The researchers then analysed the genes that are turned on in the hibernating cells. This enabled them to find a key gene, sFRP2, that regulates the formation of cell protrusions and the survival of breast cancer cells in the lung.
"Cancer can survive, hibernating in different parts of the body, for many years. By showing how the microenvironment around the cancer cell can support its survival, in our case how the lung cells help the breast cancer cells, opens the door to potential new treatments which target this relationship," says Erik Sahai, co-lead author and group leader of the Crick's Tumour Cell Biology Laboratory.
The cancer cells were tested over the course of up to four weeks, during which they remained inactive.
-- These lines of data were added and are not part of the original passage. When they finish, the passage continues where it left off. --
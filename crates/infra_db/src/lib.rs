//! Infrastructure Database Layer
//!
//! This crate provides the PostgreSQL persistence layer for the ISP
//! back-office system using SQLx.
//!
//! # Architecture
//!
//! The crate follows the repository pattern: repositories own the SQL
//! and row types, and port adapters wrap the customer and invoice
//! repositories to implement the domain port traits. User and team
//! repositories are used by the API layer directly.
//!
//! # Example
//!
//! ```rust,ignore
//! use infra_db::{DatabaseConfig, create_pool, run_migrations};
//! use infra_db::adapters::PostgresCustomerAdapter;
//!
//! let pool = create_pool(DatabaseConfig::new("postgres://localhost/isp_backoffice")).await?;
//! run_migrations(&pool).await?;
//! let customers = PostgresCustomerAdapter::new(pool);
//! ```

pub mod adapters;
pub mod error;
pub mod migrations;
pub mod pool;
pub mod repositories;

pub use adapters::{PostgresCustomerAdapter, PostgresInvoiceAdapter};
pub use error::DatabaseError;
pub use migrations::run_migrations;
pub use pool::{create_pool, create_pool_from_url, DatabaseConfig, DatabasePool};
pub use repositories::{
    CustomerRepository, InvoiceRepository, NewTeamRecord, NewUserRecord, TeamChanges,
    TeamRepository, UserChanges, UserRepository,
};
//! Customer DTOs

use chrono::{DateTime, NaiveDate, Utc};
use rust_decimal::Decimal;
use serde::{Deserialize, Serialize};
use uuid::Uuid;

use domain_customer::{Customer, ServiceAddress};

#[derive(Debug, Deserialize)]
#[serde(rename_all = "camelCase")]
pub struct ServiceAddressBody {
    pub street: Option<String>,
    pub city: Option<String>,
    pub zip_code: Option<String>,
    pub landmark: Option<String>,
}

#[derive(Debug, Deserialize)]
#[serde(rename_all = "camelCase")]
pub struct CreateCustomerBody {
    pub full_name: Option<String>,
    pub service_address: Option<ServiceAddressBody>,
    pub contact_number: Option<String>,
    pub email: Option<String>,
    pub plan_type: Option<String>,
    pub subscription_date: Option<String>,
}

#[derive(Debug, Deserialize)]
#[serde(rename_all = "camelCase")]
pub struct UpdateCustomerBody {
    pub full_name: Option<String>,
    pub service_address: Option<ServiceAddressBody>,
    pub contact_number: Option<String>,
    pub email: Option<String>,
    pub plan_type: Option<String>,
    pub subscription_date: Option<String>,
}

#[derive(Debug, Serialize)]
#[serde(rename_all = "camelCase")]
pub struct ServiceAddressResponse {
    pub street: String,
    pub city: String,
    pub zip_code: String,
    pub landmark: Option<String>,
}

impl From<ServiceAddress> for ServiceAddressResponse {
    fn from(address: ServiceAddress) -> Self {
        Self {
            street: address.street,
            city: address.city,
            zip_code: address.zip_code,
            landmark: address.landmark,
        }
    }
}

#[derive(Debug, Serialize)]
#[serde(rename_all = "camelCase")]
pub struct CustomerResponse {
    pub id: Uuid,
    pub full_name: String,
    pub service_address: ServiceAddressResponse,
    pub contact_number: String,
    pub email: String,
    pub plan_type: String,
    pub bandwidth_mbps: i32,
    pub monthly_fee: Decimal,
    pub subscription_date: NaiveDate,
    pub created_at: DateTime<Utc>,
    pub updated_at: DateTime<Utc>,
}

impl From<Customer> for CustomerResponse {
    fn from(customer: Customer) -> Self {
        Self {
            id: customer.id.into(),
            full_name: customer.full_name,
            service_address: customer.service_address.into(),
            contact_number: customer.contact_number,
            email: customer.email,
            plan_type: customer.plan_type.as_str().to_string(),
            bandwidth_mbps: customer.bandwidth_mbps,
            monthly_fee: customer.monthly_fee,
            subscription_date: customer.subscription_date,
            created_at: customer.created_at,
            updated_at: customer.updated_at,
        }
    }
}

#[derive(Debug, Serialize)]
#[serde(rename_all = "camelCase")]
pub struct PlanResponse {
    pub plan_type: String,
    pub bandwidth_mbps: i32,
    pub monthly_fee: Decimal,
}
In comparison, other cell types continued to remain active, showing that the hibernation of these cells is due to a special relationship they have with the lung environment around them.
"The mechanism behind how cancer cells survive in tissues they have travelled to is not yet well understood. But with many cancers spreading around the body and consequently many patients suffering from relapses, a deeper understanding of the process is vital and something we'll continue to explore," says Marco Montagner, co-lead author and former postdoc in the Crick's Tumour Cell Biology Laboratory, who is now based at the University of Padua.
Around 55,000 people in the UK are diagnosed with breast cancer each year. This cancer can spread through the blood or lymphatic system to another part of the body, commonly the lungs, liver, brain or bones. Where breast cancer spreads to the lungs, there can be a long time between the cells arriving in the lungs and the formation of a secondary tumour. This gap is one factor that explains why people may relapse a long time after the initial disease.
The researchers are continuing to explore the relationship between cancer and non-cancerous cells in a secondary location in the body. At the Crick, researchers are now studying what happens when cells from colorectal cancer and melanomas form secondary tumours in the liver. While at the University of Padua, studies are ongoing into the genes which are over-expressed in hibernating breast cancer cells.